From Worldwide Faith News <wfn@wfn.org>
Date 12 Nov 1999 11:39:06

National Council of the Churches of Christ in the USA
Office of News Services
Email: news@ncccusa.org
Web: www.ncccusa.org
Contact: NCC News, 212-870-2227
	50th Anniversary Newsroom - Nov. 8-12, 1999 call 216-696-8490

THE REV. ROBERT EDGAR ELECTED AS NCC GENERAL SECRETARY

	Nov. 12, 1999, CLEVELAND, Ohio - Claremont School of Theology President 
and former U.S. Representative Robert W. Edgar, an ordained United 
Methodist elder who describes himself as an optimist, a futurist and a 
coalition builder, today was elected unanimously to the National Council of 
Churches' top staff post, that of general secretary.

	Effective Jan. 1, 2000, Dr. Edgar, 56, will head the nation's leading 
ecumenical organization, with headquarters in New York City and a budget of 
some $60 million a year.  Through the NCC, 35 Protestant and Orthodox 
member communions (denominations) engage together in witness, service and 
the search for greater Christian unity.

	His election took place during the NCC's 50th anniversary celebration Nov. 
9-12, which drew together some 1,000 participants from across the United 
States and from several countries for worship, study and visioning of 
ecumenism's future at the turn of the 21st century.  The new general 
secretary (a salaried position equivalent to that of chief executive 
officer) will share leadership with Ambassador Andrew Young, installed Nov. 
11 to serve in 2000-2001 as NCC president (a non-salaried post).
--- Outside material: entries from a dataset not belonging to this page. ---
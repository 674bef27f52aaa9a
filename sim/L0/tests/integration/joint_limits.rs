//! Joint position limits.

use approx::assert_relative_eq;
use nalgebra::DVector;
use sim_tests::limited_slider;

#[test]
fn test_slider_stops_at_upper_limit() {
    let manager = limited_slider(-0.1, 0.1, 1.0e-2).unwrap();
    let mut context = manager.create_default_context();
    context.set_positions(&DVector::from_element(1, 0.09)).unwrap();
    context.set_velocities(&DVector::from_element(1, 1.0)).unwrap();

    for _ in 0..20 {
        manager.advance(&mut context).unwrap();
        assert!(context.positions()[0] <= 0.1 + 1e-5);
    }
    assert!(context.positions()[0] > 0.099);
    assert!(context.velocities()[0].abs() < 1e-2);
}

#[test]
fn test_limit_does_not_pull_a_receding_dof() {
    let manager = limited_slider(-0.1, 0.1, 1.0e-2).unwrap();
    let mut context = manager.create_default_context();
    context.set_positions(&DVector::from_element(1, 0.0999)).unwrap();
    context.set_velocities(&DVector::from_element(1, -1.0)).unwrap();

    // The upper side is inside the window, but moving away needs no impulse.
    let cache = manager.eval_contact_problem(&context).unwrap();
    assert_eq!(cache.problem.num_constraint_equations(), 1);
    let results = manager.eval_contact_solver_results(&context).unwrap();
    assert_relative_eq!(results.v_next[0], -1.0, epsilon = 1e-9);
}

#[test]
fn test_both_sides_active_in_a_narrow_range() {
    let manager = limited_slider(-0.001, 0.001, 1.0e-2).unwrap();
    let mut context = manager.create_default_context();
    context.set_velocities(&DVector::from_element(1, 1.0)).unwrap();

    let cache = manager.eval_contact_problem(&context).unwrap();
    assert_eq!(cache.problem.num_constraints(), 1);
    assert_eq!(cache.problem.num_constraint_equations(), 2);

    manager.advance(&mut context).unwrap();
    assert!(context.positions()[0] <= 0.001 + 1e-5);
}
Yet Dr. Edgar also takes office at a time of intense worry about the 
Council's financial and organizational viability.  His nomination (by a 
25-member search committee) was confirmed by the NCC's General Assembly, 
its highest policy-setting board, which also endorsed a plan to radically 
restructure the Council, cut staff and budget and give greater 
administrative autonomy to the NCC's largest program, Church World Service.

And, as Dr. Edgar himself noted, few of the nearly 52 million congregants 
in the NCC's member communions know much, if anything, about the great 
legacy and ongoing ministries of the National Council of Churches.
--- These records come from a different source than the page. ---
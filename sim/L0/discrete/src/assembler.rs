//! Assembly of the SAP problem for one step.
//!
//! Constraints are added in a fixed order, contacts then joint limits then
//! couplers, all from [`CompliantContactManager::calc_contact_problem_cache`].
//! [`ContactProblem`] rejects a contact added after any other constraint, so
//! result unpacking can rely on contact impulses heading the impulse vector.

use nalgebra::{DMatrix, DVector, Rotation3};
use sim_constraint::{
    Constraint, ContactProblem, FrictionConeParameters, HolonomicParameters, LimitParameters,
};
use sim_contact::JacobianTreeBlock;
use sim_types::{JointIndex, Result, SimError};
use tracing::{debug, trace};

use crate::context::Context;
use crate::manager::CompliantContactManager;

/// Couples two single-dof joints with `q_a − gear_ratio·q_b − offset = 0`.
#[derive(Debug, Clone, Copy, PartialEq)]
pub struct CouplerConstraintSpec {
    /// Driving joint.
    pub joint_a: JointIndex,
    /// Driven joint.
    pub joint_b: JointIndex,
    /// Gear ratio ρ.
    pub gear_ratio: f64,
    /// Position offset Δq.
    pub offset: f64,
}

/// The assembled problem plus the contact frame rotations needed to report
/// contact forces in the world frame.
#[derive(Debug, Clone, PartialEq)]
pub struct ContactProblemCache {
    /// The SAP problem.
    pub problem: ContactProblem,
    /// `R_WC` per contact, in contact order.
    pub r_wc: Vec<Rotation3<f64>>,
}

impl CompliantContactManager {
    pub(crate) fn calc_contact_problem_cache(&self, context: &Context) -> Result<ContactProblemCache> {
        let a = self.calc_linear_dynamics_matrix(context)?;
        let v_star = self.calc_free_motion_velocities(context)?;
        let mut problem = ContactProblem::new(self.time_step(), a, v_star)?;

        let r_wc = self.add_contact_constraints(context, &mut problem)?;
        self.add_limit_constraints(context, &mut problem)?;
        self.add_coupler_constraints(context, &mut problem)?;

        debug!(
            num_contacts = problem.num_contacts(),
            num_constraints = problem.num_constraints(),
            num_equations = problem.num_constraint_equations(),
            "contact problem assembled"
        );
        Ok(ContactProblemCache { problem, r_wc })
    }

    fn add_contact_constraints(
        &self,
        context: &Context,
        problem: &mut ContactProblem,
    ) -> Result<Vec<Rotation3<f64>>> {
        let pairs = self.eval_discrete_contact_pairs(context)?;
        let kinematics = self.eval_contact_kinematics(context)?;
        if kinematics.len() != pairs.len() {
            return Err(SimError::dimension_mismatch(
                "contact kinematics",
                pairs.len(),
                kinematics.len(),
            ));
        }

        let reg = self.config.contact_regularization;
        let mut r_wc = Vec::with_capacity(pairs.len());
        for (pair, kin) in pairs.iter().zip(kinematics.iter()) {
            let parameters = FrictionConeParameters {
                mu: pair.friction_coefficient,
                stiffness: pair.stiffness,
                dissipation_time_scale: pair.dissipation_time_constant,
                beta: reg.beta,
                sigma: reg.sigma,
            };
            problem.add_constraint(Constraint::friction_cone(
                kin.jacobian.clone(),
                kin.phi,
                parameters,
            )?)?;
            r_wc.push(kin.r_wc);
        }
        Ok(r_wc)
    }

    fn add_limit_constraints(&self, context: &Context, problem: &mut ContactProblem) -> Result<()> {
        let dt = self.time_step();
        let limits = self.config.joint_limits;
        let topology = self.model.topology();
        let q0 = context.positions();
        let v0 = context.velocities();
        let v_star = problem.v_star().clone();

        for joint in self.model.joints() {
            if !joint.has_finite_limits() {
                continue;
            }
            if joint.num_velocities() != 1 {
                return Err(SimError::UnsupportedJointLimits {
                    joint: joint.name.clone(),
                });
            }

            let dof = joint.velocity_start();
            let (tree, tree_dof) = topology.velocity_local_index(dof).ok_or_else(|| {
                SimError::structural(format!("velocity {dof} of joint '{}' has no tree", joint.name))
            })?;
            let tree_nv = topology.num_tree_velocities(tree);

            // Δq estimates how far q travels in one step.
            let delta_q = dt * v0[dof].abs().max(v_star[dof].abs());
            let window_lower = q0[dof] - limits.window_factor * delta_q;
            let window_upper = q0[dof] + limits.window_factor * delta_q;

            let lower = joint.position_lower_limits[0];
            let upper = joint.position_upper_limits[0];
            let ql = if lower < window_lower { f64::NEG_INFINITY } else { lower };
            let qu = if upper > window_upper { f64::INFINITY } else { upper };
            if ql.is_infinite() && qu.is_infinite() {
                continue;
            }

            trace!(joint = %joint.name, ql, qu, q0 = q0[dof], "limit constraint");
            problem.add_constraint(Constraint::limit(
                tree,
                tree_dof,
                tree_nv,
                q0[dof],
                LimitParameters {
                    lower: ql,
                    upper: qu,
                    stiffness: limits.stiffness,
                    dissipation_time_scale: dt,
                    beta: limits.beta,
                },
            )?)?;
        }
        Ok(())
    }

    fn add_coupler_constraints(&self, context: &Context, problem: &mut ContactProblem) -> Result<()> {
        let dt = self.time_step();
        let topology = self.model.topology();
        let q0 = context.positions();
        let one = |x: f64| DVector::from_element(1, x);

        for coupler in &self.couplers {
            let dof_a = self.model.joint(coupler.joint_a).velocity_start();
            let dof_b = self.model.joint(coupler.joint_b).velocity_start();
            let local = |dof: usize| {
                topology
                    .velocity_local_index(dof)
                    .ok_or_else(|| SimError::structural(format!("coupled velocity {dof} has no tree")))
            };
            let (tree_a, local_a) = local(dof_a)?;
            let (tree_b, local_b) = local(dof_b)?;

            let g0 = q0[dof_a] - coupler.gear_ratio * q0[dof_b] - coupler.offset;
            let jacobian = if tree_a == tree_b {
                let mut j = DMatrix::zeros(1, topology.num_tree_velocities(tree_a));
                j[(0, local_a)] = 1.0;
                j[(0, local_b)] = -coupler.gear_ratio;
                vec![JacobianTreeBlock::new(tree_a, j)]
            } else {
                let mut ja = DMatrix::zeros(1, topology.num_tree_velocities(tree_a));
                let mut jb = DMatrix::zeros(1, topology.num_tree_velocities(tree_b));
                ja[(0, local_a)] = 1.0;
                jb[(0, local_b)] = -coupler.gear_ratio;
                vec![
                    JacobianTreeBlock::new(tree_a, ja),
                    JacobianTreeBlock::new(tree_b, jb),
                ]
            };

            let parameters = HolonomicParameters {
                impulse_lower: one(f64::NEG_INFINITY),
                impulse_upper: one(f64::INFINITY),
                stiffness: one(f64::INFINITY),
                relaxation_time: one(dt),
                beta: self.config.couplers.beta,
            };
            problem.add_constraint(Constraint::holonomic(jacobian, one(g0), parameters)?)?;
        }
        Ok(())
    }
}

#[cfg(test)]
#[allow(clippy::unwrap_used)]
mod tests {
    use super::*;
    use approx::assert_relative_eq;
    use sim_constraint::ConstraintKind;
    use sim_contact::GeometryRegistry;
    use sim_multibody::{Body, Joint, MultibodyModelBuilder};
    use sim_types::{BodyIndex, DiscreteUpdateConfig, Vector3};

    fn limited_slider(lower: f64, upper: f64) -> CompliantContactManager {
        let mut builder = MultibodyModelBuilder::new();
        let slider = builder.add_body(Body::point_mass("slider", 1.0));
        builder.add_joint(
            Joint::prismatic("x", BodyIndex::WORLD, slider, Vector3::x()).with_limits(lower, upper),
        );
        CompliantContactManager::new(
            builder.build().unwrap(),
            GeometryRegistry::new(),
            DiscreteUpdateConfig::with_time_step(0.01),
        )
        .unwrap()
    }

    fn set_state(manager: &CompliantContactManager, q: f64, v: f64) -> Context {
        let mut context = manager.create_default_context();
        context.set_positions(&DVector::from_element(1, q)).unwrap();
        context.set_velocities(&DVector::from_element(1, v)).unwrap();
        context
    }

    #[test]
    fn test_limit_near_upper_only() {
        let manager = limited_slider(-0.1, 0.1);
        let context = set_state(&manager, 0.099, 1.0);
        let cache = manager.eval_contact_problem(&context).unwrap();
        assert_eq!(cache.problem.num_constraints(), 1);
        let c = cache.problem.constraint(0).unwrap();
        match c.kind() {
            ConstraintKind::Limit { parameters, q0 } => {
                assert_eq!(parameters.lower, f64::NEG_INFINITY);
                assert_eq!(parameters.upper, 0.1);
                assert_relative_eq!(*q0, 0.099);
                assert_relative_eq!(parameters.dissipation_time_scale, 0.01);
                assert_relative_eq!(parameters.stiffness, 1e12);
            }
            other => panic!("expected a limit constraint, got {other:?}"),
        }
        assert_eq!(c.num_equations(), 1);
    }

    #[test]
    fn test_limit_outside_window_is_skipped() {
        let manager = limited_slider(-0.1, 0.1);
        let context = set_state(&manager, 0.0, 1.0);
        let cache = manager.eval_contact_problem(&context).unwrap();
        assert_eq!(cache.problem.num_constraints(), 0);
    }

    #[test]
    fn test_infinite_limits_never_constrain() {
        let manager = limited_slider(f64::NEG_INFINITY, f64::INFINITY);
        let context = set_state(&manager, 1e6, 0.0);
        let cache = manager.eval_contact_problem(&context).unwrap();
        assert_eq!(cache.problem.num_constraints(), 0);
    }

    #[test]
    fn test_multi_dof_limits_unsupported() {
        let mut builder = MultibodyModelBuilder::new();
        let ball = builder.add_body(Body::point_mass("ball", 1.0));
        builder.add_joint(Joint::translational("free", BodyIndex::WORLD, ball).with_limits(-1.0, 1.0));
        let manager = CompliantContactManager::new(
            builder.build().unwrap(),
            GeometryRegistry::new(),
            DiscreteUpdateConfig::default(),
        )
        .unwrap();
        let context = manager.create_default_context();
        let err = manager.eval_contact_problem(&context).unwrap_err();
        assert!(matches!(err, SimError::UnsupportedJointLimits { ref joint } if joint == "free"));
    }

    #[test]
    fn test_coupler_on_one_tree_uses_one_block() {
        let mut builder = MultibodyModelBuilder::new();
        let a = builder.add_body(Body::solid_sphere("a", 1.0, 0.1));
        let b = builder.add_body(Body::solid_sphere("b", 1.0, 0.1));
        let ja = builder.add_joint(Joint::revolute("ja", BodyIndex::WORLD, a, Vector3::z()));
        let jb = builder.add_joint(Joint::revolute("jb", a, b, Vector3::z()).at(Vector3::x()));
        let mut manager = CompliantContactManager::new(
            builder.build().unwrap(),
            GeometryRegistry::new(),
            DiscreteUpdateConfig::default(),
        )
        .unwrap();
        manager.add_coupler_constraint(ja, jb, 3.0, 0.25).unwrap();

        let mut context = manager.create_default_context();
        context
            .set_positions(&DVector::from_vec(vec![1.0, 0.5]))
            .unwrap();
        let cache = manager.eval_contact_problem(&context).unwrap();
        let c = cache.problem.constraint(0).unwrap();
        assert_eq!(c.num_trees(), 1);
        assert_relative_eq!(c.constraint_function()[0], 1.0 - 3.0 * 0.5 - 0.25);
        let j = &c.jacobian()[0].jacobian;
        assert_eq!(j[(0, 0)], 1.0);
        assert_eq!(j[(0, 1)], -3.0);
    }
}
Unfazed, Bob Edgar expressed his confidence in the reservoir of "goodwill 
nationally and internationally to see organizations like the NCC achieve," 
and said, "I am a person who can help institutions re-envision 
themselves.  I have no issue with the history of the NCC but like all 
bureaucracies or institutions, simply by nature of how institutions and 
organizations work, they often need renewal and refreshment."

The NCC's current fiscal challenge "clouds peoples remembrance of the great 
things it has done, and makes fuzzy any vision of the future," he 
continued.  "I may be able to look more clearly at seeing the opportunities 
of the future, asking what systemic changes can be made where the NCC can 
be more effective, more connected and more able to leverage its power at 
the local and regional level for the good of the church, to do for the 
member communions what they are finding it difficult to do for themselves, 
to care for needs of people, love neighbor and enemy, seek justice and 
improve the quality of life on the planet."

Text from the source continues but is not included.